* **ACTIVITY**
Copy out each line of the material in which the word "read" appears.

* **EXTRACTED MATERIAL**
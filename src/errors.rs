//! Fatal errors that abort a migration run.
//!
//! Per-object copy failures and source-delete failures are not errors at
//! this level; they are recorded in the run's report and the run moves on.

use crate::services::blob_service::StoreError;
use thiserror::Error;

#[derive(Debug, Error)]
pub enum MoveError {
    #[error("could not prepare container `{container}`: {source}")]
    Prepare {
        container: String,
        #[source]
        source: StoreError,
    },
    #[error("listing or selection in `{container}` failed: {source}")]
    Selection {
        container: String,
        #[source]
        source: StoreError,
    },
    #[error("could not read properties of `{name}`: {source}")]
    Properties {
        name: String,
        #[source]
        source: StoreError,
    },
    #[error("could not mint a read grant for `{name}`: {source}")]
    GrantMinting {
        name: String,
        #[source]
        source: StoreError,
    },
    #[error("grant for `{name}` carries `{permissions}`, expected read-only")]
    GrantScope { name: String, permissions: String },
}

pub type MoveResult<T> = Result<T, MoveError>;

* **WRITTEN SOLUTION**
    #[error("could not read properties of `{name}`: {source}")]
    #[error("could not mint a read grant for `{name}`: {source}")]
    #[error("grant for `{name}` carries `{permissions}`, expected read-only")]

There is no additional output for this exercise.